→ **What the exercise asks**: An exact transcription of the data below, complete and unaltered, is the expected answer.

==== Data shown ====

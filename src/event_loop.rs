//! Single-threaded event loop for the onroad surface.
//!
//! Every input reaches the HUD as a [`UiEvent`] on one channel. The loop
//! waits on the channel only until the next animation deadline, so signal
//! ticks keep firing when the bus goes quiet:
//!
//! ```text
//!   ┌──────────── recv_deadline(next tick) ────────────┐
//!   │                                                  │
//!   ▼                                                  │
//! handle event ──► tick if due ──► paint if requested ─┘
//! ```
//!
//! At most one paint happens per iteration. Dropping the loop drops the
//! HUD and its animation clock with it.

use std::time::Instant;

use crossbeam_channel::{Receiver, RecvTimeoutError};
use tracing::{debug, trace};

use crate::hud::OnroadHud;
use crate::interaction::ParentSurface;
use crate::render::FrameBuffer;
use crate::scene::PointF;
use crate::topics::TopicMessage;

/// Inputs delivered to the UI thread.
#[derive(Clone, Debug, PartialEq)]
pub enum UiEvent {
    Topic(TopicMessage),
    /// All messages of the current bus frame have been delivered.
    FrameBoundary,
    Press(PointF),
    Transition { onroad: bool },
    Quit,
}

/// Receives each painted frame.
pub trait Presenter {
    fn present(&mut self, frame: &FrameBuffer);
}

/// Loop counters, mostly for tests and the simulator summary.
#[derive(Clone, Copy, Debug, Default, PartialEq, Eq)]
pub struct LoopStats {
    pub events: u64,
    pub ticks: u64,
    pub paints: u64,
}

pub struct EventLoop<P: Presenter> {
    hud: OnroadHud,
    events: Receiver<UiEvent>,
    presenter: P,
    parent: Option<Box<dyn ParentSurface>>,
    stats: LoopStats,
}

impl<P: Presenter> EventLoop<P> {
    pub fn new(hud: OnroadHud, events: Receiver<UiEvent>, presenter: P) -> Self {
        Self { hud, events, presenter, parent: None, stats: LoopStats::default() }
    }

    /// Forward unconsumed presses to `parent`.
    pub fn with_parent(mut self, parent: Box<dyn ParentSurface>) -> Self {
        self.parent = Some(parent);
        self
    }

    /// Run until [`UiEvent::Quit`] or until every sender is gone.
    pub fn run(&mut self) -> LoopStats {
        while self.step() {}
        debug!(stats = ?self.stats, "event loop finished");
        self.stats
    }

    /// One iteration. Returns `false` when the loop should stop.
    pub fn step(&mut self) -> bool {
        let keep_going = match self.events.recv_deadline(self.hud.deadline()) {
            Ok(event) => self.handle(event),
            Err(RecvTimeoutError::Timeout) => true,
            Err(RecvTimeoutError::Disconnected) => false,
        };

        let now = Instant::now();
        if self.hud.tick(now) {
            self.stats.ticks += 1;
        }
        if keep_going && self.hud.needs_repaint() {
            self.paint(now);
        }
        keep_going
    }

    fn handle(&mut self, event: UiEvent) -> bool {
        self.stats.events += 1;
        let now = Instant::now();
        match event {
            UiEvent::Topic(msg) => self.hud.apply(msg),
            UiEvent::FrameBoundary => self.hud.update_state(now),
            UiEvent::Press(pos) => {
                let parent = self.parent.as_deref_mut().map(|p| p as &mut dyn ParentSurface);
                let outcome = self.hud.mouse_press(pos, now, parent);
                trace!(?outcome, x = pos.x, y = pos.y, "press");
            }
            UiEvent::Transition { onroad } => self.hud.set_onroad(onroad),
            UiEvent::Quit => return false,
        }
        true
    }

    fn paint(&mut self, now: Instant) {
        if let Some(scene) = self.hud.paint(now) {
            let frame = self.hud.rasterize(&scene);
            self.presenter.present(&frame);
            self.stats.paints += 1;
        }
    }

    #[inline]
    pub const fn hud(&self) -> &OnroadHud {
        &self.hud
    }

    #[inline]
    pub const fn stats(&self) -> LoopStats {
        self.stats
    }

    pub fn into_parts(self) -> (OnroadHud, P) {
        (self.hud, self.presenter)
    }
}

====

→ **Result of the exercise**:
filename src/event_loop.rs
//! Single-threaded event loop for the onroad surface.
//!
//! Every input reaches the HUD as a [`UiEvent`] on one channel. The loop
//! waits on the channel only until the next animation deadline, so signal
//! ticks keep firing when the bus goes quiet:
//!
//! ```text
//!   ┌──────────── recv_deadline(next tick) ────────────┐
//!   │                                                  │
//!   ▼                                                  │
//! handle event ──► tick if due ──► paint if requested ─┘
//! ```
//!
//! At most one paint happens per iteration. Dropping the loop drops the
//! HUD and its animation clock with it.

use std::time::Instant;

use crossbeam_channel::{Receiver, RecvTimeoutError};
use tracing::{debug, trace};

use crate::hud::OnroadHud;
use crate::interaction::ParentSurface;
use crate::render::FrameBuffer;
use crate::scene::PointF;
use crate::topics::TopicMessage;

/// Inputs delivered to the UI thread.
#[derive(Clone, Debug, PartialEq)]
pub enum UiEvent {
    Topic(TopicMessage),
    /// All messages of the current bus frame have been delivered.
    FrameBoundary,
    Press(PointF),
    Transition { onroad: bool },
    Quit,
}

/// Receives each painted frame.
pub trait Presenter {
    fn present(&mut self, frame: &FrameBuffer);
}

/// Loop counters, mostly for tests and the simulator summary.
#[derive(Clone, Copy, Debug, Default, PartialEq, Eq)]
pub struct LoopStats {
    pub events: u64,
    pub ticks: u64,
    pub paints: u64,
}

pub struct EventLoop<P: Presenter> {
    hud: OnroadHud,
    events: Receiver<UiEvent>,
    presenter: P,
    parent: Option<Box<dyn ParentSurface>>,
    stats: LoopStats,
}

impl<P: Presenter> EventLoop<P> {
    pub fn new(hud: OnroadHud, events: Receiver<UiEvent>, presenter: P) -> Self {
        Self { hud, events, presenter, parent: None, stats: LoopStats::default() }
    }

    /// Forward unconsumed presses to `parent`.
    pub fn with_parent(mut self, parent: Box<dyn ParentSurface>) -> Self {
        self.parent = Some(parent);
        self
    }

    /// Run until [`UiEvent::Quit`] or until every sender is gone.
    pub fn run(&mut self) -> LoopStats {
        while self.step() {}
        debug!(stats = ?self.stats, "event loop finished");
        self.stats
    }

    /// One iteration. Returns `false` when the loop should stop.
    pub fn step(&mut self) -> bool {
        let keep_going = match self.events.recv_deadline(self.hud.deadline()) {
            Ok(event) => self.handle(event),
            Err(RecvTimeoutError::Timeout) => true,
            Err(RecvTimeoutError::Disconnected) => false,
        };

        let now = Instant::now();
        if self.hud.tick(now) {
            self.stats.ticks += 1;
        }
        if keep_going && self.hud.needs_repaint() {
            self.paint(now);
        }
        keep_going
    }

    fn handle(&mut self, event: UiEvent) -> bool {
        self.stats.events += 1;
        let now = Instant::now();
        match event {
            UiEvent::Topic(msg) => self.hud.apply(msg),
            UiEvent::FrameBoundary => self.hud.update_state(now),
            UiEvent::Press(pos) => {
                let parent = self.parent.as_deref_mut().map(|p| p as &mut dyn ParentSurface);
                let outcome = self.hud.mouse_press(pos, now, parent);
                trace!(?outcome, x = pos.x, y = pos.y, "press");
            }
            UiEvent::Transition { onroad } => self.hud.set_onroad(onroad),
            UiEvent::Quit => return false,
        }
        true
    }

    fn paint(&mut self, now: Instant) {
        if let Some(scene) = self.hud.paint(now) {
            let frame = self.hud.rasterize(&scene);
            self.presenter.present(&frame);
            self.stats.paints += 1;
        }
    }

    #[inline]
    pub const fn hud(&self) -> &OnroadHud {
        &self.hud
    }

    #[inline]
    pub const fn stats(&self) -> LoopStats {
        self.stats
    }

    pub fn into_parts(self) -> (OnroadHud, P) {
        (self.hud, self.presenter)
    }
}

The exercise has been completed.